I have been processing wild game for over 24 years and have seen a lot of venison wasted because of improper field dressing.
Your friends are correct. Leaving the windpipe in could cause the meat in the neck to spoil quicker. This is especially true in warmer weather.
The only time to leave the windpipe intact during field dressing is when you have harvested a trophy buck and you plan to take it to a taxidermist.
For a trophy buck, you will not cut through the ribcage during field dressing. Rather you will stop where the ribcage begins and carefully reach up into the chest cavity as far as you can with one hand and pull on the windpipe. Then, very carefully with the knife in your other hand, cut as much of the windpipe out as you can.

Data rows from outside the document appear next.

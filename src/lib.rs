// Crate root library declaration and module exports.
pub mod agent;
pub mod config;
pub mod extract;
pub mod ingest;
pub mod model;
pub mod paths;
pub mod pipeline;
pub mod session;
pub mod store;

rust_i18n::i18n!("locales", fallback = "en");
// File: ./src/config.rs
// Handles configuration loading, saving, and defaults.
use crate::paths::AppPaths;
use anyhow::{Error, Result};
use serde::{Deserialize, Serialize};
use std::fs;

fn default_agent_bin() -> String {
    "openclaw".to_string()
}
fn default_agent_timeout() -> u64 {
    90
}
fn default_session_prefix() -> String {
    "planera_extract".to_string()
}
fn default_timezone() -> String {
    "Europe/Moscow".to_string()
}
fn default_locale() -> String {
    "ru".to_string()
}

#[derive(Deserialize, Serialize, Clone, Debug)]
pub struct Config {
    /// Binary invoked for delegated extraction. Resolved through PATH when relative.
    #[serde(default = "default_agent_bin")]
    pub agent_bin: String,
    /// Extra arguments appended after the standard `agent` invocation.
    #[serde(default)]
    pub agent_args: Vec<String>,
    #[serde(default = "default_agent_timeout")]
    pub agent_timeout_secs: u64,
    /// Session id prefix; the chat id is appended per call.
    #[serde(default = "default_session_prefix")]
    pub agent_session_prefix: String,
    /// IANA timezone name used when a chat has no timezone of its own.
    #[serde(default = "default_timezone")]
    pub default_timezone: String,
    #[serde(default = "default_locale")]
    pub default_locale: String,
}

impl Default for Config {
    fn default() -> Self {
        Self {
            agent_bin: default_agent_bin(),
            agent_args: Vec::new(),
            agent_timeout_secs: default_agent_timeout(),
            agent_session_prefix: default_session_prefix(),
            default_timezone: default_timezone(),
            default_locale: default_locale(),
        }
    }
}

impl Config {
    /// Load the configuration from disk.
    /// Returns a contextualized error if reading or parsing fails.
    pub fn load() -> Result<Self> {
        let path = AppPaths::get_config_file_path()?;

        // Explicitly detect missing file so callers can fall back to defaults.
        if !path.exists() {
            return Err(anyhow::anyhow!("Config file not found"));
        }

        let contents = fs::read_to_string(&path).map_err(|e| {
            anyhow::anyhow!("Failed to read config file '{}': {}", path.display(), e)
        })?;

        let config: Config = toml::from_str(&contents).map_err(|e| {
            anyhow::anyhow!("Failed to parse config file '{}': {}", path.display(), e)
        })?;

        Ok(config)
    }

    /// Helper to detect whether an anyhow::Error indicates a missing config file.
    pub fn is_missing_config_error(err: &Error) -> bool {
        if err.to_string().contains("Config file not found") {
            return true;
        }

        for cause in err.chain() {
            if let Some(io_err) = cause.downcast_ref::<std::io::Error>()
                && io_err.kind() == std::io::ErrorKind::NotFound
            {
                return true;
            }
        }

        false
    }

    pub fn save(&self) -> Result<()> {
        let path = AppPaths::get_config_file_path()?;
        let toml_str = toml::to_string_pretty(self)?;
        fs::write(&path, toml_str).map_err(|e| {
            anyhow::anyhow!("Failed to write config file '{}': {}", path.display(), e)
        })?;
        Ok(())
    }
}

You will want to cape the deer yourself or have the taxidermist do it for you. Have the caping done as soon as possible.
As soon as the cape has been removed and your deer is hanging, then cut through the ribcage and down the deer's neck to expose the windpipe.

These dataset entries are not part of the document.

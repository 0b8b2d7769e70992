// File: src/pipeline.rs
//! Central pipeline: extraction cascade plus the clarify/confirm dialogue.
//! This is the single source of truth for the conversational contract; any
//! transport (bot, console) delegates here and renders the returned replies.
use crate::agent::{AgentClient, clarify_extraction_prompt, contract, simple_extraction_prompt};
use crate::extract::{Cascade, ExtractContext, Extractor, RuleExtractor, TicketExtractor};
use crate::extract::sanitize::sanitize;
use crate::ingest::ProducerKind;
use crate::model::preview::{preview_blocks, saved_lines};
use crate::model::{EventDraft, ParsedEvent};
use crate::session::{
    ChatId, ChatState, PendingClarification, PendingConfirmation, SessionStore,
};
use crate::store::{EventRecord, EventStore};
use anyhow::Result;
use chrono::NaiveDate;
use chrono_tz::Tz;

/// Marker prepended to each user clarification when it is appended to the
/// accumulated source text. Part of the agent-facing text corpus.
const CLARIFICATION_MARKER: &str = "Уточнение пользователя";

/// How many saved events are echoed back after a successful save.
const SAVED_ECHO_LIMIT: usize = 10;

/// Button-style actions a confirmation reply offers.
#[derive(Debug, Clone, Copy, PartialEq, Eq)]
pub enum ReplyAction {
    ConfirmSave,
    ConfirmEdit,
}

impl ReplyAction {
    /// Stable identifier for transports with callback-data buttons.
    pub fn callback_data(self) -> &'static str {
        match self {
            ReplyAction::ConfirmSave => "confirm_save",
            ReplyAction::ConfirmEdit => "confirm_edit",
        }
    }

    pub fn label(self, locale: &str) -> String {
        match self {
            ReplyAction::ConfirmSave => rust_i18n::t!("action_save", locale = locale).to_string(),
            ReplyAction::ConfirmEdit => rust_i18n::t!("action_edit", locale = locale).to_string(),
        }
    }
}

/// What the pipeline wants said back to the chat.
#[derive(Debug, Clone, PartialEq)]
pub struct Reply {
    pub text: String,
    pub actions: Vec<ReplyAction>,
}

impl Reply {
    fn text(text: impl Into<String>) -> Self {
        Self {
            text: text.into(),
            actions: Vec::new(),
        }
    }
}

/// The two confirmation actions accepted from the user.
#[derive(Debug, Clone, Copy, PartialEq, Eq)]
pub enum ConfirmAction {
    Save,
    Edit,
}

impl ConfirmAction {
    pub fn from_callback_data(data: &str) -> Option<Self> {
        match data {
            "confirm_save" => Some(Self::Save),
            "confirm_edit" => Some(Self::Edit),
            _ => None,
        }
    }
}

/// "Today" in the user's timezone; an unknown timezone name falls back to
/// the source corpus default rather than failing the whole message.
fn base_date(tz_name: &str) -> NaiveDate {
    let tz: Tz = tz_name.parse().unwrap_or(chrono_tz::Europe::Moscow);
    chrono::Utc::now().with_timezone(&tz).date_naive()
}

/// Extraction-and-confirmation pipeline for all chats. Owns its service
/// handles: the session store, the local strategy cascade, the delegated
/// agent and the persistence gateway are constructed once at startup and
/// injected here.
pub struct Planner<S, A> {
    sessions: SessionStore,
    cascade: Cascade,
    store: S,
    agent: A,
}

impl<S: EventStore, A: AgentClient> Planner<S, A> {
    pub fn new(store: S, agent: A) -> Self {
        Self {
            sessions: SessionStore::new(),
            cascade: Cascade::standard(),
            store,
            agent,
        }
    }

    pub fn sessions(&self) -> &SessionStore {
        &self.sessions
    }

    /// Entry point for free text (typed, transcribed, OCRed or
    /// PDF-extracted). A chat awaiting clarification treats the text as the
    /// clarification answer; otherwise it starts a fresh extraction.
    pub async fn handle_text(
        &self,
        chat: ChatId,
        text: &str,
        tz_name: &str,
        locale: &str,
    ) -> Reply {
        match self.sessions.state(chat).await {
            ChatState::AwaitingClarification(pending) => {
                self.handle_clarification_reply(chat, pending, text, locale)
                    .await
            }
            _ => self.handle_fresh_text(chat, text, tz_name, locale).await,
        }
    }

    /// Entry point for text-producer output (voice/photo/PDF). Empty or
    /// failed production is terminal and reported with the producer-specific
    /// message.
    pub async fn handle_produced_text(
        &self,
        chat: ChatId,
        kind: ProducerKind,
        produced: Result<String>,
        tz_name: &str,
        locale: &str,
    ) -> Reply {
        match produced {
            Ok(text) if !text.trim().is_empty() => {
                self.handle_text(chat, text.trim(), tz_name, locale).await
            }
            Ok(_) => Reply::text(kind.empty_reply(locale)),
            Err(e) => {
                log::warn!("text producer {:?} failed: {e}", kind);
                Reply::text(kind.empty_reply(locale))
            }
        }
    }

    /// Fresh extraction: local cascade (ticket > rules, strict dates) →
    /// sanitize → simple delegated extractor → clarify-capable delegated
    /// extractor. Exhausting every stage enters the clarification loop.
    async fn handle_fresh_text(
        &self,
        chat: ChatId,
        text: &str,
        tz_name: &str,
        locale: &str,
    ) -> Reply {
        let ctx = ExtractContext::strict(base_date(tz_name));

        let mut events = sanitize(self.cascade.run(text, &ctx), text);

        if events.is_empty()
            && let Some(answer) = self
                .agent
                .invoke(chat, &simple_extraction_prompt(text, tz_name))
                .await
        {
            events = sanitize(contract::parse_simple_payload(&answer), text);
        }

        if !events.is_empty() {
            return self
                .begin_confirmation(chat, events, text.to_string(), tz_name.to_string(), locale)
                .await;
        }

        let reply = match self.invoke_clarify_agent(chat, text, tz_name).await {
            contract::AgentReply::Events(candidates) => {
                let events = sanitize(candidates, text);
                if !events.is_empty() {
                    return self
                        .begin_confirmation(
                            chat,
                            events,
                            text.to_string(),
                            tz_name.to_string(),
                            locale,
                        )
                        .await;
                }
                rust_i18n::t!("extract_failed", locale = locale).to_string()
            }
            contract::AgentReply::Clarify(question) => question,
            contract::AgentReply::Empty => {
                rust_i18n::t!("extract_failed", locale = locale).to_string()
            }
        };

        self.sessions
            .begin_clarification(chat, PendingClarification::new(text, tz_name))
            .await;
        Reply::text(reply)
    }

    /// One clarification round: append the reply to the accumulated text and
    /// rerun the cascade (ticket → simple delegated → rules in strict mode →
    /// clarify-capable delegated) against the merged text.
    async fn handle_clarification_reply(
        &self,
        chat: ChatId,
        pending: PendingClarification,
        reply_text: &str,
        locale: &str,
    ) -> Reply {
        let merged = format!(
            "{}\n\n{}: {}",
            pending.base_text,
            CLARIFICATION_MARKER,
            reply_text.trim()
        );
        let tz_name = pending.user_timezone.clone();
        let ctx = ExtractContext::strict(base_date(&tz_name));

        let mut events = sanitize(TicketExtractor.extract(&merged, &ctx), &merged);

        if events.is_empty()
            && let Some(answer) = self
                .agent
                .invoke(chat, &simple_extraction_prompt(&merged, &tz_name))
                .await
        {
            events = sanitize(contract::parse_simple_payload(&answer), &merged);
        }

        if events.is_empty() {
            events = sanitize(RuleExtractor.extract(&merged, &ctx), &merged);
        }

        let mut question = None;
        if events.is_empty() {
            match self.invoke_clarify_agent(chat, &merged, &tz_name).await {
                contract::AgentReply::Events(candidates) => {
                    events = sanitize(candidates, &merged);
                }
                contract::AgentReply::Clarify(q) => question = Some(q),
                contract::AgentReply::Empty => {}
            }
        }

        if !events.is_empty() {
            // Resolved: the clarification record is replaced by the
            // confirmation record.
            return self
                .begin_confirmation(chat, events, merged, tz_name, locale)
                .await;
        }

        let attempts = pending.attempts + 1;
        log::debug!("clarification round {} for chat {}", attempts, chat);
        self.sessions
            .begin_clarification(
                chat,
                PendingClarification {
                    base_text: merged,
                    user_timezone: tz_name,
                    attempts,
                },
            )
            .await;

        Reply::text(question.unwrap_or_else(|| {
            rust_i18n::t!("clarify_generic", locale = locale).to_string()
        }))
    }

    /// Save or edit the pending confirmation. An action with no pending
    /// record is an explicit no-op with a "draft not found" reply.
    pub async fn handle_confirm(
        &self,
        chat: ChatId,
        action: ConfirmAction,
        locale: &str,
    ) -> Reply {
        let Some(pending) = self.sessions.confirmation(chat).await else {
            return Reply::text(rust_i18n::t!("draft_not_found", locale = locale));
        };

        match action {
            ConfirmAction::Save => self.save_confirmed(chat, pending, locale).await,
            ConfirmAction::Edit => {
                // Reuse the disambiguation loop instead of a separate
                // editing UI: seed a clarification with the source text.
                self.sessions
                    .begin_clarification(
                        chat,
                        PendingClarification::new(
                            pending.source_text.trim(),
                            pending.user_timezone,
                        ),
                    )
                    .await;
                Reply::text(rust_i18n::t!("edit_prompt", locale = locale))
            }
        }
    }

    async fn save_confirmed(
        &self,
        chat: ChatId,
        pending: PendingConfirmation,
        locale: &str,
    ) -> Reply {
        let events: Vec<ParsedEvent> = pending
            .events
            .iter()
            .cloned()
            .filter_map(EventDraft::into_event)
            .collect();
        if events.is_empty() {
            // Stored drafts did not deserialize; recoverable, the record
            // stays addressable until overwritten.
            return Reply::text(rust_i18n::t!("draft_unreadable", locale = locale));
        }

        let mut saved = Vec::new();
        for event in &events {
            let record = EventRecord::from_parsed(event, chat);
            match self
                .store
                .save_event(&record, &pending.user_timezone)
                .await
            {
                Ok(Some(_)) => saved.push(event.clone()),
                Ok(None) => log::warn!("store did not create event for chat {}", chat),
                Err(e) => log::warn!("persistence failure for chat {}: {e}", chat),
            }
        }

        if saved.is_empty() {
            // Distinct from "nothing to save": the record survives so the
            // user can retry once the backend recovers.
            return Reply::text(rust_i18n::t!("save_failed", locale = locale));
        }

        self.sessions.clear(chat).await;

        let mut lines =
            vec![rust_i18n::t!("saved_count", locale = locale, count = saved.len()).to_string()];
        lines.extend(saved_lines(&saved, SAVED_ECHO_LIMIT));
        Reply::text(lines.join("\n"))
    }

    async fn begin_confirmation(
        &self,
        chat: ChatId,
        events: Vec<ParsedEvent>,
        source_text: String,
        user_timezone: String,
        locale: &str,
    ) -> Reply {
        let drafts = events.iter().map(EventDraft::from_event).collect();
        self.sessions
            .begin_confirmation(
                chat,
                PendingConfirmation {
                    events: drafts,
                    source_text,
                    user_timezone,
                },
            )
            .await;

        let text = format!(
            "{}\n\n{}",
            rust_i18n::t!("confirm_prompt", locale = locale),
            preview_blocks(&events, locale)
        );
        Reply {
            text,
            actions: vec![ReplyAction::ConfirmSave, ReplyAction::ConfirmEdit],
        }
    }

    async fn invoke_clarify_agent(
        &self,
        chat: ChatId,
        text: &str,
        tz_name: &str,
    ) -> contract::AgentReply {
        match self
            .agent
            .invoke(chat, &clarify_extraction_prompt(text, tz_name))
            .await
        {
            Some(answer) => contract::parse_clarify_payload(&answer),
            None => contract::AgentReply::Empty,
        }
    }
}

Once the chest cavity is open, wipe the inside of the cavity with damp clean towels. Follow up with dry paper towels to insure all excess liquid is removed.
Place a small block of clean wood in the ribcage to open the chest cavity to allow air to cool the inside of the deer.
By field dressing a deer properly, you allow the body heat to escape quickly. This allows the meat to cool much quicker and reduce the chance of spoilage.